Supplied entries START
//! Candidates and collapsed states
//!
//! A `Candidate` pairs an option with the register snapshot it was generated
//! from; it lives from generation to collapse and is discarded afterwards
//! except for the single winner, which is embedded in the resulting `State`.
//! A `State` is the public snapshot handed to the caller after every collapse
//! or correction; the engine keeps no history of past states.

use crate::evaluator::ActionOption;
use crate::register::Register;
use crate::types::Timestamp;
use chrono::Utc;
use serde::{Deserialize, Serialize};
use uuid::Uuid;

/// A scored, not-yet-committed response path
#[derive(Debug, Clone, PartialEq, Serialize, Deserialize)]
pub struct Candidate {
    /// The option this path would commit to
    pub option: ActionOption,

    /// Independent snapshot of the register at generation time
    ///
    /// Never an alias: normalization mutates in place and must not corrupt a
    /// sibling candidate's copy.
    pub register: Register,

    /// Composite alignment score from the rubric
    pub alignment: f64,

    /// Secondary reflective score
    pub reflective: f64,

    /// Probability weight; always 1/max_allowed over the candidate set
    pub probability: f64,

    /// When this candidate was generated
    pub created_at: Timestamp,
}

impl Candidate {
    /// Combined selection score used by the collapser
    pub fn combined_score(&self) -> f64 {
        0.6 * self.alignment + 0.4 * self.reflective
    }
}

/// Record of one applied correction
///
/// Carries the pre-correction register so the adjustment stays reversible.
#[derive(Debug, Clone, PartialEq, Serialize, Deserialize)]
pub struct CorrectionRecord {
    /// Unique identifier
    pub id: Uuid,

    /// Blake3 hex digest of the correction payload
    pub payload_hash: String,

    /// Register before this correction was applied
    pub previous_register: Register,

    /// Composite alignment of the corrected state
    pub alignment: f64,

    /// When the correction was applied
    pub timestamp: Timestamp,
}

/// Reflective metadata attached to every state
#[derive(Debug, Clone, PartialEq, Serialize, Deserialize)]
pub struct ReflectiveMeta {
    /// Self-reference score of the committed content
    pub self_reference: f64,

    /// Uncertainty markers found in the committed content
    pub uncertainty_markers: Vec<String>,

    /// Corrections applied since the last reset, oldest first
    pub corrections: Vec<CorrectionRecord>,
}

impl ReflectiveMeta {
    /// Metadata for a state with no reflective signal
    pub fn empty() -> Self {
        Self {
            self_reference: 0.0,
            uncertainty_markers: Vec::new(),
            corrections: Vec::new(),
        }
    }
}

/// Public snapshot produced by every collapse or correction
///
/// Ownership transfers to the caller; the engine retains only its own
/// register and counters.
#[derive(Debug, Clone, PartialEq, Serialize, Deserialize)]
pub struct State {
    /// Unique identifier
    pub id: Uuid,

    /// Copy of the committed register
    pub register: Register,

    /// Reflective metadata
    pub reflective: ReflectiveMeta,

    /// Composite alignment score of this state
    pub alignment: f64,

    /// Dispersion at commit time
    pub dispersion: f64,

    /// Surviving candidate set; singleton after a normal collapse, empty
    /// after an emergency collapse or a correction
    pub candidates: Vec<Candidate>,

    /// Whether this state came from the emergency path
    pub emergency: bool,

    /// When this state was produced
    pub timestamp: Timestamp,
}

impl State {
    /// Build a state stamped with the current time
    pub(crate) fn new(
        register: Register,
        reflective: ReflectiveMeta,
        alignment: f64,
        dispersion: f64,
        candidates: Vec<Candidate>,
        emergency: bool,
    ) -> Self {
        Self {
            id: Uuid::new_v4(),
            register,
            reflective,
            alignment,
            dispersion,
            candidates,
            emergency,
            timestamp: Utc::now(),
        }
    }

    /// Number of corrections this state carries
    pub fn correction_depth(&self) -> u32 {
        self.reflective.corrections.len() as u32
    }
}
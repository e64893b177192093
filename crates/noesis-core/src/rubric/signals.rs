//! Declared signal tables for criterion and reflective scoring
//!
//! Each criterion scores from a fixed baseline, nudged by the presence of
//! positive and negative indicator phrases in the option content. Scanning is
//! case-insensitive substring presence; every table entry carries its own
//! delta so individual criteria are unit-testable in isolation.

use super::Criterion;
use crate::types::clamp01;

/// Baseline every criterion starts from before signal adjustment
pub const CRITERION_BASELINE: f64 = 0.93;

/// Baseline for the reflective score
pub const REFLECTIVE_BASELINE: f64 = 0.50;

/// Signal table for one criterion
#[derive(Debug, Clone, Copy)]
pub struct SignalRule {
    pub criterion: Criterion,
    pub positive: &'static [(&'static str, f64)],
    pub negative: &'static [(&'static str, f64)],
}

/// The declared per-criterion indicator tables
pub const SIGNAL_RULES: &[SignalRule] = &[
    SignalRule {
        criterion: Criterion::NonMaleficence,
        positive: &[("protect", 0.03), ("safe", 0.03), ("prevent harm", 0.04)],
        negative: &[
            ("harm", 0.10),
            ("hurt", 0.10),
            ("damage", 0.08),
            ("destroy", 0.12),
            ("attack", 0.12),
        ],
    },
    SignalRule {
        criterion: Criterion::Beneficence,
        positive: &[
            ("help", 0.03),
            ("support", 0.03),
            ("benefit", 0.03),
            ("improve", 0.02),
        ],
        negative: &[("neglect", 0.08), ("ignore", 0.06), ("abandon", 0.10)],
    },
    SignalRule {
        criterion: Criterion::Autonomy,
        positive: &[("consent", 0.04), ("choice", 0.03), ("voluntary", 0.03)],
        negative: &[
            ("force", 0.10),
            ("coerce", 0.12),
            ("manipulate", 0.12),
            ("override", 0.06),
        ],
    },
    SignalRule {
        criterion: Criterion::Fairness,
        positive: &[
            ("fair", 0.03),
            ("equal", 0.03),
            ("impartial", 0.04),
            ("everyone", 0.02),
        ],
        negative: &[
            ("discriminate", 0.12),
            ("bias", 0.08),
            ("exclude", 0.08),
            ("favor", 0.05),
        ],
    },
    SignalRule {
        criterion: Criterion::Transparency,
        positive: &[("explain", 0.03), ("disclose", 0.04), ("openly", 0.03)],
        negative: &[
            ("hide", 0.10),
            ("conceal", 0.10),
            ("deceive", 0.12),
            ("mislead", 0.12),
        ],
    },
    SignalRule {
        criterion: Criterion::Privacy,
        positive: &[
            ("private", 0.03),
            ("confidential", 0.04),
            ("anonymize", 0.04),
        ],
        negative: &[
            ("expose", 0.10),
            ("leak", 0.12),
            ("surveil", 0.10),
            ("track", 0.06),
        ],
    },
    SignalRule {
        criterion: Criterion::Responsibility,
        positive: &[
            ("accountable", 0.04),
            ("responsible", 0.03),
            ("own up", 0.04),
        ],
        negative: &[("blame", 0.08), ("deflect", 0.08), ("deny", 0.06)],
    },
];

/// Terms indicating self-reference, uncertainty, or willingness to revise
const REFLECTIVE_TERMS: &[(&str, f64)] = &[
    ("i think", 0.08),
    ("perhaps", 0.08),
    ("maybe", 0.08),
    ("uncertain", 0.10),
    ("reconsider", 0.10),
    ("reflect", 0.08),
    ("doubt", 0.08),
    ("revise", 0.08),
    ("question", 0.06),
    ("might", 0.06),
];

/// Overconfidence markers that suppress the reflective score
const OVERCONFIDENT_TERMS: &[(&str, f64)] = &[
    ("absolutely", 0.15),
    ("certainly", 0.12),
    ("without doubt", 0.15),
    ("guaranteed", 0.15),
    ("always right", 0.20),
    ("never wrong", 0.20),
];

/// Score one criterion over already-lowercased content
pub fn criterion_score(criterion: Criterion, lowered: &str) -> f64 {
    let rule = SIGNAL_RULES
        .iter()
        .find(|r| r.criterion == criterion)
        .expect("every criterion has a signal rule");

    let mut score = CRITERION_BASELINE;
    for &(signal, delta) in rule.positive {
        if lowered.contains(signal) {
            score += delta;
        }
    }
    for &(signal, delta) in rule.negative {
        if lowered.contains(signal) {
            score -= delta;
        }
    }
    clamp01(score)
}

/// Reflective score: density of self-referential and uncertainty markers
///
/// Overconfident phrasing pulls the score down; content below the reflective
/// threshold is treated as unsafe to collapse onto.
pub fn reflective_score(content: &str) -> f64 {
    let lowered = content.to_lowercase();

    let mut score = REFLECTIVE_BASELINE;
    for &(term, delta) in REFLECTIVE_TERMS {
        if lowered.contains(term) {
            score += delta;
        }
    }
    for &(term, delta) in OVERCONFIDENT_TERMS {
        if lowered.contains(term) {
            score -= delta;
        }
    }
    clamp01(score)
}

/// The reflective/uncertainty terms present in the content, in table order
pub fn reflective_markers(content: &str) -> Vec<String> {
    let lowered = content.to_lowercase();
    REFLECTIVE_TERMS
        .iter()
        .filter(|(term, _)| lowered.contains(term))
        .map(|(term, _)| term.to_string())
        .collect()
}
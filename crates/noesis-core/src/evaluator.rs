//! Evaluator - composite scoring plus the bounded decision history
//!
//! Scores one option at a time against the rubric, adjusted by the contextual
//! profile. Every evaluation appends a `DecisionRecord` to an in-memory FIFO
//! history and publishes `decision-logged` and `evaluation-completed` events.

use crate::events::{CoreEvent, EventBus};
use crate::profile::ContextualProfile;
use crate::rubric::{signals, EvaluationBreakdown};
use crate::types::Timestamp;
use chrono::Utc;
use serde::{Deserialize, Serialize};
use std::collections::VecDeque;
use std::time::Instant;
use uuid::Uuid;

/// An opaque option under evaluation
///
/// `content` is the only field the rubric inspects; `metadata` is carried
/// through untouched for the caller's benefit.
#[derive(Debug, Clone, PartialEq, Serialize, Deserialize)]
pub struct ActionOption {
    /// Caller-assigned identifier
    pub id: String,

    /// Free-form content scanned by the signal tables
    pub content: String,

    /// Opaque payload, never interpreted by the core
    #[serde(default)]
    pub metadata: serde_json::Value,
}

impl ActionOption {
    /// Create an option with empty metadata
    pub fn new(id: impl Into<String>, content: impl Into<String>) -> Self {
        Self {
            id: id.into(),
            content: content.into(),
            metadata: serde_json::Value::Null,
        }
    }

    /// Attach metadata
    pub fn with_metadata(mut self, metadata: serde_json::Value) -> Self {
        self.metadata = metadata;
        self
    }
}

/// Append-only log entry for one evaluation
#[derive(Debug, Clone, PartialEq, Serialize, Deserialize)]
pub struct DecisionRecord {
    /// Unique identifier
    pub id: Uuid,

    /// The evaluated option's identifier
    pub option_id: String,

    /// Region label of the profile in effect
    pub region: String,

    /// Full per-criterion breakdown
    pub breakdown: EvaluationBreakdown,

    /// When this evaluation happened
    pub timestamp: Timestamp,
}

/// Deterministic rubric evaluator with FIFO-bounded history
#[derive(Debug)]
pub struct Evaluator {
    history: VecDeque<DecisionRecord>,
    capacity: usize,
}

impl Evaluator {
    /// Create an evaluator retaining at most `capacity` records
    pub fn new(capacity: usize) -> Self {
        Self {
            history: VecDeque::with_capacity(capacity.min(64)),
            capacity,
        }
    }

    /// Evaluate one option against the rubric under the given profile
    ///
    /// Deterministic for identical `(option, profile)` pairs: the breakdown
    /// is bit-identical across calls. Appends a `DecisionRecord` (evicting
    /// the oldest past capacity) and publishes the evaluation events.
    pub fn evaluate(
        &mut self,
        option: &ActionOption,
        profile: &ContextualProfile,
        bus: &mut EventBus,
    ) -> EvaluationBreakdown {
        let started = Instant::now();
        let breakdown = EvaluationBreakdown::compute(&option.content, profile);

        let record = DecisionRecord {
            id: Uuid::new_v4(),
            option_id: option.id.clone(),
            region: profile.region().to_string(),
            breakdown: breakdown.clone(),
            timestamp: Utc::now(),
        };

        if self.history.len() == self.capacity {
            self.history.pop_front();
        }
        self.history.push_back(record.clone());

        bus.publish(CoreEvent::DecisionLogged { record });
        bus.publish(CoreEvent::EvaluationCompleted {
            composite: breakdown.composite,
            elapsed_ms: started.elapsed().as_millis() as u64,
        });

        breakdown
    }

    /// Reflective score for an option's content
    pub fn reflective_score(&self, option: &ActionOption) -> f64 {
        signals::reflective_score(&option.content)
    }

    /// Retained decision records, oldest first
    pub fn history(&self) -> impl Iterator<Item = &DecisionRecord> {
        self.history.iter()
    }

    /// Number of retained records
    pub fn history_len(&self) -> usize {
        self.history.len()
    }

    /// Drop all retained records
    pub fn clear_history(&mut self) {
        self.history.clear();
    }
}

#[cfg(test)]
mod tests {
    use super::*;

    fn neutral() -> ContextualProfile {
        ContextualProfile::neutral()
    }

    #[test]
    fn test_evaluate_is_deterministic() {
        let mut evaluator = Evaluator::new(10);
        let mut bus = EventBus::new();
        let option = ActionOption::new("a", "help and support everyone fairly");
        let profile = neutral();

        let first = evaluator.evaluate(&option, &profile, &mut bus);
        let second = evaluator.evaluate(&option, &profile, &mut bus);

        assert_eq!(first, second);
        assert_eq!(first.composite.to_bits(), second.composite.to_bits());
    }

    #[test]
    fn test_evaluate_appends_history() {
        let mut evaluator = Evaluator::new(10);
        let mut bus = EventBus::new();

        evaluator.evaluate(&ActionOption::new("a", "proceed"), &neutral(), &mut bus);
        evaluator.evaluate(&ActionOption::new("b", "proceed"), &neutral(), &mut bus);

        assert_eq!(evaluator.history_len(), 2);
        let ids: Vec<&str> = evaluator.history().map(|r| r.option_id.as_str()).collect();
        assert_eq!(ids, vec!["a", "b"]);
    }

    #[test]
    fn test_history_evicts_fifo() {
        let mut evaluator = Evaluator::new(2);
        let mut bus = EventBus::new();

        for id in ["a", "b", "c"] {
            evaluator.evaluate(&ActionOption::new(id, "proceed"), &neutral(), &mut bus);
        }

        assert_eq!(evaluator.history_len(), 2);
        let ids: Vec<&str> = evaluator.history().map(|r| r.option_id.as_str()).collect();
        assert_eq!(ids, vec!["b", "c"]);
    }

    #[test]
    fn test_evaluate_emits_events_in_order() {
        let mut evaluator = Evaluator::new(10);
        let mut bus = EventBus::new();
        let rx = bus.subscribe();

        evaluator.evaluate(&ActionOption::new("a", "proceed"), &neutral(), &mut bus);

        assert_eq!(rx.try_recv().unwrap().name(), "decision-logged");
        assert_eq!(rx.try_recv().unwrap().name(), "evaluation-completed");
    }

    #[test]
    fn test_record_carries_region() {
        let mut evaluator = Evaluator::new(10);
        let mut bus = EventBus::new();
        let profile = ContextualProfile::new(Vec::new(), 1.0, "BR");

        evaluator.evaluate(&ActionOption::new("a", "proceed"), &profile, &mut bus);

        assert_eq!(evaluator.history().next().unwrap().region, "BR");
    }
}
//! Noesis CLI - drive the decision core from the terminal
//!
//! Thin driver around `noesis-core`: load options and a contextual profile,
//! run a generate/collapse cycle, and print the event stream the way a
//! presentation layer would consume it.

use anyhow::{Context, Result};
use clap::{Parser, Subcommand, ValueEnum};
use colored::Colorize;
use noesis_core::{
    ActionOption, ContextualProfile, CoreConfig, CoreEvent, DecisionEngine, ResourcePressure,
};
use serde::Deserialize;
use std::path::PathBuf;

#[derive(Parser)]
#[command(name = "noesis", version, about = "Deterministic decision evaluation core")]
struct Cli {
    /// Path to a TOML core configuration file
    #[arg(long, global = true)]
    config: Option<PathBuf>,

    #[command(subcommand)]
    command: Command,
}

#[derive(Subcommand)]
enum Command {
    /// Score a single option against the rubric
    Evaluate {
        /// Option content to score
        content: String,

        /// Path to a JSON contextual profile
        #[arg(long)]
        profile: Option<PathBuf>,
    },

    /// Run a full generate/collapse cycle over a set of options
    Decide {
        /// Path to a JSON array of options ({"id", "content"})
        options: PathBuf,

        /// Path to a JSON contextual profile
        #[arg(long)]
        profile: Option<PathBuf>,

        /// Resource-pressure signal to inject
        #[arg(long, value_enum, default_value = "normal")]
        pressure: Pressure,

        /// Optional correction payload applied after the collapse
        #[arg(long)]
        correct: Option<String>,
    },

    /// Run a canned demonstration cycle
    Demo,
}

#[derive(Clone, Copy, ValueEnum)]
enum Pressure {
    Normal,
    Low,
    Critical,
}

impl From<Pressure> for ResourcePressure {
    fn from(value: Pressure) -> Self {
        match value {
            Pressure::Normal => ResourcePressure::Normal,
            Pressure::Low => ResourcePressure::Low,
            Pressure::Critical => ResourcePressure::Critical,
        }
    }
}

/// On-disk profile shape; the core clamps everything on construction
#[derive(Deserialize)]
struct ProfileFile {
    #[serde(default)]
    dimensions: std::collections::BTreeMap<String, f64>,
    #[serde(default = "default_confidence")]
    confidence: f64,
    #[serde(default = "default_region")]
    region: String,
}

fn default_confidence() -> f64 {
    1.0
}

fn default_region() -> String {
    "unspecified".to_string()
}

fn main() -> Result<()> {
    tracing_subscriber::fmt()
        .with_env_filter(
            tracing_subscriber::EnvFilter::try_from_default_env()
                .unwrap_or_else(|_| tracing_subscriber::EnvFilter::new("info")),
        )
        .init();

    let cli = Cli::parse();
    let config = load_config(cli.config.as_deref())?;

    match cli.command {
        Command::Evaluate { content, profile } => evaluate(config, &content, profile.as_deref()),
        Command::Decide {
            options,
            profile,
            pressure,
            correct,
        } => decide(config, &options, profile.as_deref(), pressure.into(), correct),
        Command::Demo => demo(config),
    }
}

fn load_config(path: Option<&std::path::Path>) -> Result<CoreConfig> {
    let Some(path) = path else {
        return Ok(CoreConfig::default());
    };
    let raw = std::fs::read_to_string(path)
        .with_context(|| format!("reading config {}", path.display()))?;
    let config: CoreConfig = toml::from_str(&raw).context("parsing config")?;
    Ok(config)
}

fn load_profile(path: Option<&std::path::Path>) -> Result<ContextualProfile> {
    let Some(path) = path else {
        return Ok(ContextualProfile::neutral());
    };
    let raw = std::fs::read_to_string(path)
        .with_context(|| format!("reading profile {}", path.display()))?;
    let file: ProfileFile = serde_json::from_str(&raw).context("parsing profile")?;
    Ok(ContextualProfile::new(
        file.dimensions,
        file.confidence,
        file.region,
    ))
}

fn load_options(path: &std::path::Path) -> Result<Vec<ActionOption>> {
    let raw = std::fs::read_to_string(path)
        .with_context(|| format!("reading options {}", path.display()))?;
    let options: Vec<ActionOption> = serde_json::from_str(&raw).context("parsing options")?;
    Ok(options)
}

fn evaluate(
    config: CoreConfig,
    content: &str,
    profile_path: Option<&std::path::Path>,
) -> Result<()> {
    let mut engine = DecisionEngine::new(config)?;
    let profile = load_profile(profile_path)?;
    let option = ActionOption::new("cli", content);

    engine.create_candidates(&profile, std::slice::from_ref(&option));
    let record = engine
        .evaluator()
        .history()
        .last()
        .context("evaluation produced no record")?;

    println!("{}", "Evaluation breakdown".bold());
    for score in &record.breakdown.scores {
        println!(
            "  {:<16} score {:.3}  weight {:.3}",
            score.criterion.to_string(),
            score.score,
            score.weight
        );
    }

    let composite = record.breakdown.composite;
    let label = format!("{:.4}", composite);
    let colored_label = if composite >= engine.config().alignment_threshold {
        label.green()
    } else {
        label.red()
    };
    println!("  {:<16} {}", "composite".bold(), colored_label);
    Ok(())
}

fn decide(
    config: CoreConfig,
    options_path: &std::path::Path,
    profile_path: Option<&std::path::Path>,
    pressure: ResourcePressure,
    correct: Option<String>,
) -> Result<()> {
    let mut engine = DecisionEngine::new(config)?;
    let events = engine.subscribe();
    let profile = load_profile(profile_path)?;
    let options = load_options(options_path)?;

    engine.set_resource_pressure(pressure);
    let kept = engine.create_candidates(&profile, &options);
    tracing::info!(kept, total = options.len(), "candidates generated");

    let state = engine.collapse();
    print_state(&state);

    if let Some(payload) = correct {
        match engine.apply_correction(&state, &payload, &profile) {
            Ok(corrected) => {
                println!("\n{}", "After correction:".bold());
                print_state(&corrected);
            }
            Err(err) => println!("\n{} {}", "Correction rejected:".red().bold(), err),
        }
    }

    println!("\n{}", "Event stream:".bold());
    for event in events.try_iter() {
        print_event(&event);
    }
    Ok(())
}

fn demo(config: CoreConfig) -> Result<()> {
    let mut engine = DecisionEngine::new(config)?;
    let events = engine.subscribe();

    let profile = ContextualProfile::new(
        vec![
            ("group-orientation".to_string(), 0.85),
            ("risk-tolerance".to_string(), 0.2),
        ],
        0.9,
        "JP",
    );

    let options = vec![
        ActionOption::new(
            "deliberate",
            "help and support everyone fairly; perhaps reconsider if uncertain",
        ),
        ActionOption::new(
            "coerce",
            "force them to comply, harm dissenters, and conceal the reasons",
        ),
        ActionOption::new("assist", "support the community, explain the choice openly"),
    ];

    let kept = engine.create_candidates(&profile, &options);
    println!(
        "{} {} of {} options qualified",
        "generate:".bold(),
        kept,
        options.len()
    );

    let state = engine.collapse();
    print_state(&state);

    println!("\n{}", "Event stream:".bold());
    for event in events.try_iter() {
        print_event(&event);
    }
    Ok(())
}

fn print_state(state: &noesis_core::State) {
    let mode = if state.emergency {
        "emergency".yellow().bold()
    } else {
        "collapsed".green().bold()
    };
    println!("\n{} {}", "state:".bold(), mode);
    println!("  alignment  {:.4}", state.alignment);
    println!("  dispersion {:.4}", state.dispersion);
    if let Some(candidate) = state.candidates.first() {
        println!(
            "  chosen     {} (p={:.3}, reflective {:.3})",
            candidate.option.id, candidate.probability, candidate.reflective
        );
    }
    if !state.reflective.uncertainty_markers.is_empty() {
        println!(
            "  markers    {}",
            state.reflective.uncertainty_markers.join(", ")
        );
    }
}

fn print_event(event: &CoreEvent) {
    match event {
        CoreEvent::EvaluationCompleted {
            composite,
            elapsed_ms,
        } => println!("  {:<22} composite {:.4} ({} ms)", event.name(), composite, elapsed_ms),
        CoreEvent::CandidatesCreated { count } => {
            println!("  {:<22} count {}", event.name(), count)
        }
        CoreEvent::TemporalCorrection { depth, score } => {
            println!("  {:<22} depth {} score {:.4}", event.name(), depth, score)
        }
        _ => println!("  {}", event.name()),
    }
}
//! Contextual profile - externally supplied scoring context
//!
//! A profile maps named dimensions (e.g. "group-orientation",
//! "risk-tolerance") to values in [0, 1]. The provider that derives profiles
//! from locale or regional tables lives outside this crate; the core only
//! consumes them. Out-of-range inputs are clamped at this boundary, never
//! trusted raw, and a profile is immutable once built.

use crate::types::{clamp01, Timestamp};
use chrono::Utc;
use serde::{Deserialize, Serialize};
use std::collections::BTreeMap;

/// Named normalized dimensions plus provider confidence
#[derive(Debug, Clone, PartialEq, Serialize, Deserialize)]
pub struct ContextualProfile {
    dimensions: BTreeMap<String, f64>,
    confidence: f64,
    region: String,
    timestamp: Timestamp,
}

impl ContextualProfile {
    /// Build a profile, clamping every dimension and the confidence to [0, 1]
    pub fn new(
        dimensions: impl IntoIterator<Item = (String, f64)>,
        confidence: f64,
        region: impl Into<String>,
    ) -> Self {
        let dimensions = dimensions
            .into_iter()
            .map(|(name, value)| (name, clamp01(value)))
            .collect();

        Self {
            dimensions,
            confidence: clamp01(confidence),
            region: region.into(),
            timestamp: Utc::now(),
        }
    }

    /// Neutral profile: no dimensions, full confidence, unspecified region
    pub fn neutral() -> Self {
        Self::new(Vec::new(), 1.0, "unspecified")
    }

    /// Dimension value, or `None` when the provider did not supply it
    pub fn dimension(&self, name: &str) -> Option<f64> {
        self.dimensions.get(name).copied()
    }

    /// All dimensions in name order
    pub fn dimensions(&self) -> impl Iterator<Item = (&str, f64)> {
        self.dimensions.iter().map(|(k, &v)| (k.as_str(), v))
    }

    /// Provider confidence in [0, 1]
    pub fn confidence(&self) -> f64 {
        self.confidence
    }

    /// Region label
    pub fn region(&self) -> &str {
        &self.region
    }

    /// When the profile was produced
    pub fn timestamp(&self) -> Timestamp {
        self.timestamp
    }
}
Supplied entries END
**What you should do:** Return, in full, every line of these entries that holds "CoreEvent".

**Result:**
use crate::events::{CoreEvent, EventBus};
        bus.publish(CoreEvent::DecisionLogged { record });
        bus.publish(CoreEvent::EvaluationCompleted {
    ActionOption, ContextualProfile, CoreConfig, CoreEvent, DecisionEngine, ResourcePressure,
fn print_event(event: &CoreEvent) {
        CoreEvent::EvaluationCompleted {
        CoreEvent::CandidatesCreated { count } => {
        CoreEvent::TemporalCorrection { depth, score } => {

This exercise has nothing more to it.